When we moved to Middlebury, we looked at a cute little house in Cornwall, which is just south of town. As much as we loved it, you have to pass a “tractor crossing” sign to get there, and we just weren’t ready for that. We thought that living right in Middlebury might be country enough for us, especially since we were coming from the very dense, very walkable neighborhood of Old Town in Alexandria, VA. We waited to find a house in town, and that has turned out to be a very good decision for us.

Living on a street with sidewalks, neighbors and immediate access to everything that’s going on in Middlebury has defined my time here in many ways. We only have one car, for one thing. But on a less concrete level, being able to walk gives me a sense of ownership and community in this town that I’m not sure I’d feel otherwise. I see the details more clearly when I’m walking, noticing the big and small changes. There are a lot of friends around and also familiar strangers, people who I don’t know or don’t know well, but see often enough for a nod and mutual recognition. It’s comforting.

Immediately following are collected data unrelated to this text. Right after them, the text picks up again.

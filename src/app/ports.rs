//! Port traits: the hexagonal boundary between domain logic and the outside world.
//!
//! ```text
//!   Command layer ──▶ ActuatorService ──▶ Controllers ──▶ Port trait ──▶ Driver
//! ```
//!
//! The controllers consume hardware through these traits via generics, so
//! the domain core never touches LEDC or GPIO registers directly.  On the
//! device the [`drivers`](crate::drivers) module implements them; tests use
//! recording mocks.
//!
//! Digital output lines are [`embedded_hal::digital::OutputPin`] and the
//! settle delay is [`embedded_hal::delay::DelayNs`]; only PWM needs a
//! bespoke port because the embedded-hal PWM trait has no notion of
//! reconfiguring the timer or pausing the signal.

// ───────────────────────────────────────────────────────────────
// PWM port (driven adapter: domain → hardware)
// ───────────────────────────────────────────────────────────────

/// One exclusively-owned hardware PWM output.
///
/// An implementation is bound to a single pin/channel pair at construction.
pub trait PwmPort {
    type Error: core::fmt::Debug;

    /// Configure the timer and channel.  Called from `begin()`; frequency
    /// and resolution are fixed afterwards.
    fn configure(&mut self, frequency_hz: u32, resolution_bits: u8) -> Result<(), Self::Error>;

    /// Latch a new duty value in `[0, 2^resolution − 1]`.
    fn write_duty(&mut self, duty: u32) -> Result<(), Self::Error>;

    /// Stop signal generation.  The output idles low; the duty register is
    /// kept.
    fn detach(&mut self) -> Result<(), Self::Error>;

    /// Resume signal generation at the last written duty value.
    fn attach(&mut self) -> Result<(), Self::Error>;
}

// ───────────────────────────────────────────────────────────────
// Event sink port (driven adapter: domain → logging / telemetry)
// ───────────────────────────────────────────────────────────────

/// The domain emits structured [`AppEvent`](super::events::AppEvent)s
/// through this port.  Adapters decide where they go (serial log, HTTP
/// status cache, etc.).
pub trait EventSink {
    fn emit(&mut self, event: &super::events::AppEvent);
}
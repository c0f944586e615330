//! Position servo controller.
//!
//! Open-loop: the controller converts a commanded angle into a pulse width
//! and then into a duty value on its own PWM channel.  The stored angle is
//! the last *commanded* value; nothing is read back from the servo.
//!
//! ## Attach policy
//!
//! [`detach`](ServoController::detach) and
//! [`attach`](ServoController::attach) pause and resume the signal without
//! touching the stored angle.  `attach()` does not issue a fresh duty
//! write: the channel resumes at whatever duty was last latched, which
//! includes writes made by `set_position` while detached.

use embedded_hal::delay::DelayNs;
use log::{debug, error, info, warn};

use crate::config::ServoConfig;
use crate::error::ActuatorError;

use super::Applied;
use super::lifecycle::Lifecycle;
use super::ports::PwmPort;

pub struct ServoController<P: PwmPort> {
    pwm: P,
    config: ServoConfig,
    lifecycle: Lifecycle,
    angle: u8,
    attached: bool,
}

impl<P: PwmPort> ServoController<P> {
    /// Take ownership of the channel.  No hardware is touched until
    /// [`begin`](Self::begin).
    pub fn new(pwm: P, config: ServoConfig) -> Self {
        Self {
            pwm,
            angle: config.center_angle,
            config,
            lifecycle: Lifecycle::Uninitialized,
            attached: false,
        }
    }

    /// Configure the channel, command the center angle and wait for the
    /// horn to settle.
    ///
    /// On failure the controller stays (or becomes) uninitialized and every
    /// later mutator is a no-op.
    pub fn begin(&mut self, delay: &mut impl DelayNs) -> Result<(), ActuatorError> {
        self.lifecycle = Lifecycle::Uninitialized;
        self.attached = false;
        self.angle = self.config.center_angle;

        let pwm = self.config.pwm;
        if let Err(e) = self.pwm.configure(pwm.frequency_hz, pwm.resolution_bits) {
            error!(
                "Servo: PWM config failed on GPIO {} ch{} ({:?})",
                pwm.pin, pwm.channel, e
            );
            return Err(ActuatorError::PwmConfigFailed);
        }
        self.attached = true;
        delay.delay_ms(self.config.attach_delay_ms);

        let duty = self.config.angle_to_duty(self.config.center_angle);
        if let Err(e) = self.pwm.write_duty(duty) {
            error!("Servo: initial center write failed ({:?})", e);
            return Err(ActuatorError::PwmWriteFailed);
        }
        delay.delay_ms(self.config.settle_ms);

        self.lifecycle = Lifecycle::Ready;
        info!(
            "Servo initialized on GPIO {} at center position ({}°)",
            pwm.pin, self.angle
        );
        Ok(())
    }

    /// Command an angle.  Inputs outside `[min_angle, max_angle]` are
    /// clamped (and reported) rather than rejected.
    pub fn set_position(&mut self, angle: i32) -> Result<Applied<u8>, ActuatorError> {
        self.lifecycle.ensure_ready("Servo", "set_position")?;

        let (min, max) = (self.config.min_angle, self.config.max_angle);
        let clamped = angle.clamp(i32::from(min), i32::from(max)) as u8;
        if i32::from(clamped) != angle {
            warn!(
                "Servo angle {}° out of range ({}-{}°), constraining to {}°",
                angle, min, max, clamped
            );
        }

        let us = self.config.angle_to_us(clamped);
        let duty = self.config.pwm.us_to_duty(us);
        if let Err(e) = self.pwm.write_duty(duty) {
            error!("Servo: duty write failed ({:?}), angle unchanged", e);
            return Err(ActuatorError::PwmWriteFailed);
        }
        debug!("Servo: {}° -> {}us -> duty {}", clamped, us, duty);

        self.angle = clamped;
        info!("Servo moved to {}°", clamped);
        Ok(Applied::new(clamped, angle))
    }

    /// Equivalent to `set_position(center_angle)`.
    pub fn center(&mut self) -> Result<Applied<u8>, ActuatorError> {
        self.set_position(i32::from(self.config.center_angle))
    }

    /// Stop the signal.  The stored angle is kept.
    pub fn detach(&mut self) -> Result<(), ActuatorError> {
        self.lifecycle.ensure_ready("Servo", "detach")?;
        if !self.attached {
            return Ok(());
        }
        if let Err(e) = self.pwm.detach() {
            error!("Servo: detach failed ({:?})", e);
            return Err(ActuatorError::PwmWriteFailed);
        }
        self.attached = false;
        info!("Servo detached from GPIO {}", self.config.pwm.pin);
        Ok(())
    }

    /// Resume the signal at the last latched duty.
    pub fn attach(&mut self) -> Result<(), ActuatorError> {
        self.lifecycle.ensure_ready("Servo", "attach")?;
        if self.attached {
            return Ok(());
        }
        if let Err(e) = self.pwm.attach() {
            error!("Servo: attach failed ({:?})", e);
            return Err(ActuatorError::PwmWriteFailed);
        }
        self.attached = true;
        info!("Servo re-attached to GPIO {}", self.config.pwm.pin);
        Ok(())
    }

    /// Last commanded angle.  Never queries hardware.
    pub fn position(&self) -> u8 {
        self.angle
    }

    pub fn is_ready(&self) -> bool {
        self.lifecycle.is_ready()
    }

    pub fn is_attached(&self) -> bool {
        self.attached
    }

    pub fn lifecycle(&self) -> Lifecycle {
        self.lifecycle
    }

    pub fn config(&self) -> &ServoConfig {
        &self.config
    }
}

Of course, winter does sometimes put a damper on all this tramping around. It’s pretty cold and as I’ve said, I have a complicated relationship with sidewalks. I don’t need layers of snow and ice to further trip me up. But over the years I’ve found myself modifying my definition of reasonable walking weather, and now I’ll head into town on foot in weather that would have turned me into a shut-in ten years ago.

It’s funny to think that walkability is one thing a tiny town has in common with a major urban center. Maybe one of the few things. But also one of my favorites.